Although this is fairly well-known, perhaps it should be mentioned that nudists sometimes congregate on a beach area at the far west corner of the lake’s south end. However, there is about 0.2 mile of shoreline along the south end which provides ample space to get northward views where the human body is not displayed. :-)


1HappyHiker said...

Hi Steve,

Yes, those are indeed serious drop-offs on the Willoughby Cliffs. They truly meet the definition of perpendicular! I was over there a couple of winters ago and was amazed to watch ice climbers scaling those vertical walls. Can’t imagine EVER doing that!!


Rita Wechter said...

I see that Lake Willoughby is really close to the town of Glover, where I was a little over a week ago! And it looks like such a beautiful spot; I should have made a short detour over there. The next time I travel to Vermont I'll definitely have to spend more time in the northeast kingdom.

I agree with Steve about the drop-offs. Your "downward view" photo left me with sweaty palms! NOT for the acrophobic! (Personally, I think ice climbers are crazy.)

Looks like you picked a great day for this winner of a hike, John.
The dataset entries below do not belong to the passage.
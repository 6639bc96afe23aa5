//! Sentiment classifier boundary: provider abstraction + bounded batch calls.
//!
//! The classifier is an external collaborator. Every provider returns
//! `Option<SentimentLabel>`: `None` means the call failed or the client is
//! disabled, and callers count the fragment as neutral instead of aborting
//! the product's metrics computation.

use std::sync::Arc;
use std::time::Duration;

use async_trait::async_trait;
use metrics::counter;
use serde::{Deserialize, Serialize};
use tokio::sync::Semaphore;
use tokio::task::JoinSet;

use crate::config::ClassifierConfig;
use crate::model::SentimentLabel;

/// Trait object used by the metrics calculator and tests.
#[async_trait]
pub trait SentimentClassifier: Send + Sync {
    /// Classify one text fragment. `None` on failure; never panics.
    async fn classify(&self, text: &str) -> Option<SentimentLabel>;
    /// Provider name for diagnostics.
    fn provider_name(&self) -> &'static str;
}

pub type SharedClassifier = Arc<dyn SentimentClassifier>;

/// Factory: build a classifier according to config and environment.
///
/// * If `CLASSIFIER_TEST_MODE=mock`, returns the deterministic mock.
/// * Else if `config.enabled == false`, returns the neutral client.
/// * Else builds the configured provider wrapped with the concurrency bound.
pub fn build_classifier(config: &ClassifierConfig) -> SharedClassifier {
    if std::env::var("CLASSIFIER_TEST_MODE")
        .map(|v| v == "mock")
        .unwrap_or(false)
    {
        return Arc::new(BoundedClassifier::new(
            MockClassifier,
            config.max_in_flight,
        ));
    }

    if !config.enabled {
        return Arc::new(NeutralClassifier);
    }

    match config.provider.as_deref() {
        Some(p) if p.eq_ignore_ascii_case("openai") => Arc::new(BoundedClassifier::new(
            HttpClassifier::new(None),
            config.max_in_flight,
        )),
        _ => Arc::new(NeutralClassifier),
    }
}

/// Classify many fragments concurrently, matching results back to their
/// originating index. The actual in-flight bound lives in the classifier
/// (see `BoundedClassifier`), so this helper only fans out and re-orders.
/// A failed task leaves `None` at its slot.
pub async fn classify_all(
    classifier: &SharedClassifier,
    texts: Vec<String>,
) -> Vec<Option<SentimentLabel>> {
    let mut out = vec![None; texts.len()];
    let mut tasks = JoinSet::new();
    for (idx, text) in texts.into_iter().enumerate() {
        let classifier = Arc::clone(classifier);
        tasks.spawn(async move {
            counter!("classifier_calls_total").increment(1);
            let label = classifier.classify(&text).await;
            if label.is_none() {
                counter!("classifier_failures_total").increment(1);
            }
            (idx, label)
        });
    }
    while let Some(joined) = tasks.join_next().await {
        match joined {
            Ok((idx, label)) => out[idx] = label,
            Err(e) => tracing::warn!(error = ?e, "classification task aborted"),
        }
    }
    out
}

// ------------------------------------------------------------
// Providers
// ------------------------------------------------------------

/// Always `None`; used when classification is disabled. Absent labels are
/// counted as neutral downstream, so a disabled classifier degrades to the
/// 0.5 sentiment default rather than skewing scores negative.
pub struct NeutralClassifier;

#[async_trait]
impl SentimentClassifier for NeutralClassifier {
    async fn classify(&self, _text: &str) -> Option<SentimentLabel> {
        None
    }
    fn provider_name(&self) -> &'static str {
        "disabled"
    }
}

/// Deterministic keyword mock for tests and local runs.
pub struct MockClassifier;

const POSITIVE_CUES: [&str; 6] = ["love", "great", "excellent", "amazing", "fantastic", "helpful"];
const NEGATIVE_CUES: [&str; 6] = ["hate", "terrible", "awful", "broken", "useless", "frustrating"];

#[async_trait]
impl SentimentClassifier for MockClassifier {
    async fn classify(&self, text: &str) -> Option<SentimentLabel> {
        let lowered = text.to_ascii_lowercase();
        if POSITIVE_CUES.iter().any(|c| lowered.contains(c)) {
            Some(SentimentLabel::Positive)
        } else if NEGATIVE_CUES.iter().any(|c| lowered.contains(c)) {
            Some(SentimentLabel::Negative)
        } else {
            Some(SentimentLabel::Neutral)
        }
    }
    fn provider_name(&self) -> &'static str {
        "mock"
    }
}

/// Remote provider (Chat Completions API). Requires `SENTIMENT_API_KEY`.
pub struct HttpClassifier {
    http: reqwest::Client,
    api_key: String,
    model: String,
}

impl HttpClassifier {
    /// `model_override`: pass Some("gpt-4o-mini") to override the default.
    pub fn new(model_override: Option<&str>) -> Self {
        let api_key = std::env::var("SENTIMENT_API_KEY").unwrap_or_default();
        let http = reqwest::Client::builder()
            .user_agent("product-ranking-engine/0.1")
            .connect_timeout(Duration::from_secs(4))
            .timeout(Duration::from_secs(10))
            .build()
            .expect("reqwest client");
        let model = model_override.unwrap_or("gpt-4o-mini").to_string();
        Self {
            http,
            api_key,
            model,
        }
    }
}

#[async_trait]
impl SentimentClassifier for HttpClassifier {
    async fn classify(&self, text: &str) -> Option<SentimentLabel> {
        if self.api_key.is_empty() {
            return None;
        }

        #[derive(Serialize)]
        struct Msg<'a> {
            role: &'a str,
            content: &'a str,
        }
        #[derive(Serialize)]
        struct Req<'a> {
            model: &'a str,
            messages: Vec<Msg<'a>>,
            temperature: f32,
            max_tokens: u32,
        }
        #[derive(Deserialize)]
        struct Resp {
            choices: Vec<Choice>,
        }
        #[derive(Deserialize)]
        struct Choice {
            message: ChoiceMsg,
        }
        #[derive(Deserialize)]
        struct ChoiceMsg {
            content: String,
        }

        let sys = "You classify customer feedback sentiment. Reply with exactly one word: positive, neutral, or negative.";
        let req = Req {
            model: &self.model,
            messages: vec![
                Msg {
                    role: "system",
                    content: sys,
                },
                Msg {
                    role: "user",
                    content: text,
                },
            ],
            temperature: 0.0,
            max_tokens: 4,
        };

        let resp = self
            .http
            .post("https://api.openai.com/v1/chat/completions")
            .bearer_auth(&self.api_key)
            .json(&req)
            .send()
            .await
            .ok()?;
        if !resp.status().is_success() {
            return None;
        }
        let body: Resp = resp.json().await.ok()?;
        let content = body.choices.first()?.message.content.trim().to_ascii_lowercase();
        parse_label(&content)
    }
    fn provider_name(&self) -> &'static str {
        "openai"
    }
}

fn parse_label(word: &str) -> Option<SentimentLabel> {
    if word.starts_with("positive") {
        Some(SentimentLabel::Positive)
    } else if word.starts_with("negative") {
        Some(SentimentLabel::Negative)
    } else if word.starts_with("neutral") {
        Some(SentimentLabel::Neutral)
    } else {
        None
    }
}

// ------------------------------------------------------------
// Concurrency bound
// ------------------------------------------------------------

/// Wrapper enforcing a global in-flight limit on the wrapped provider, so a
/// burst of feedback texts cannot flood a rate-limited external service.
pub struct BoundedClassifier<C> {
    inner: C,
    limit: Arc<Semaphore>,
}

impl<C: SentimentClassifier> BoundedClassifier<C> {
    pub fn new(inner: C, max_in_flight: usize) -> Self {
        Self {
            inner,
            limit: Arc::new(Semaphore::new(max_in_flight.max(1))),
        }
    }
}

#[async_trait]
impl<C: SentimentClassifier> SentimentClassifier for BoundedClassifier<C> {
    async fn classify(&self, text: &str) -> Option<SentimentLabel> {
        let _permit = self.limit.acquire().await.ok()?;
        self.inner.classify(text).await
    }
    fn provider_name(&self) -> &'static str {
        self.inner.provider_name()
    }
}

#[cfg(test)]
mod tests {
    use super::*;

    #[tokio::test]
    async fn mock_is_deterministic_on_cue_words() {
        let c = MockClassifier;
        assert_eq!(
            c.classify("I love the new dashboard").await,
            Some(SentimentLabel::Positive)
        );
        assert_eq!(
            c.classify("export is broken again").await,
            Some(SentimentLabel::Negative)
        );
        assert_eq!(
            c.classify("it exists, I suppose").await,
            Some(SentimentLabel::Neutral)
        );
    }

    #[tokio::test]
    async fn classify_all_preserves_input_order() {
        let classifier: SharedClassifier = Arc::new(MockClassifier);
        let labels = classify_all(
            &classifier,
            vec![
                "terrible latency".to_string(),
                "great support team".to_string(),
                "fine".to_string(),
            ],
        )
        .await;
        assert_eq!(
            labels,
            vec![
                Some(SentimentLabel::Negative),
                Some(SentimentLabel::Positive),
                Some(SentimentLabel::Neutral),
            ]
        );
    }

    #[tokio::test]
    async fn bounded_wrapper_passes_through_results() {
        let bounded = BoundedClassifier::new(MockClassifier, 2);
        assert_eq!(
            bounded.classify("amazing release").await,
            Some(SentimentLabel::Positive)
        );
        assert_eq!(bounded.provider_name(), "mock");
    }

    #[tokio::test]
    async fn neutral_client_returns_none() {
        assert_eq!(NeutralClassifier.classify("anything").await, None);
    }

    #[test]
    fn label_parsing_tolerates_punctuation() {
        assert_eq!(parse_label("positive."), Some(SentimentLabel::Positive));
        assert_eq!(parse_label("negative!"), Some(SentimentLabel::Negative));
        assert_eq!(parse_label("sideways"), None);
    }
}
Fun to read about your New England adventures—as always!

1HappyHiker said...

Rita, thanks as always for your comments!

Yes, if you ever have the opportunity, the Northeast Kingdom (NEK) of Vermont is definitely worth exploring. I feel fortunate to live so close to this area which is so rich in natural beauty.

And just as an interesting side note, I’m told that up until the late 1970s, information on NEK hiking trails was scarce, and their location was known only to a small number of local residents, camp owners, etc. Although I’m grateful that there are now several hiking guides and trail maps for the NEK, I can’t help but wonder if this has perhaps diminished some of the “magic” associated with this area?


Unknown said...

Love the Willoughby area. That's really where I started hiking back in the early 1980s when I lived in Lyndonville. If I'm not mistaken, my first hike with Steve Smith was an ascent of Mount Pisgah back in the spring of 1984.

1HappyHiker said...

Mike (I presume), that is so interesting! Had no idea that you and Steve started hiking together in VT. Always presumed it was NH!
Thanks so much for sharing!


Victor said...

Thank you for a nice tribute to Willoughby. I spent many wonderful years living there. There are many miles of trails worth hiking, in some of the most beautiful country in New England.

1HappyHiker said...

Victor, thank you for taking time to post such positive feedback about my report on hiking in the Lake Willoughby area!

I’m in complete agreement with your assessment about this area having some of the most beautiful countryside in all of New England. Hiking anywhere in the Northeast Kingdom is always a pure delight.


Caily said...

I am staying at a cottage on lake willoughby for my honeymoon. We got married at The Woodstock Inn, in North Woodstock NH this weekend. We are planning on Hiking Mt. Pisgah tomorrow! Thank you for the Lovely pictures and great post!!!! I do a lot of hiking in NH too. Check out some of the pics on my blog...

1HappyHiker said...

Caily, congratulations on your wedding! The Woodstock Inn was a great venue for that memorable event. And, Lake Willoughby is an awesome place to spend your honeymoon!

Thank you so much for including a link to your blog. Wow! You have taken some remarkable photos. The one of the Pine Marten on Mt. Tom is especially impressive!!

I appreciate you taking time to read and reply to my blog posting!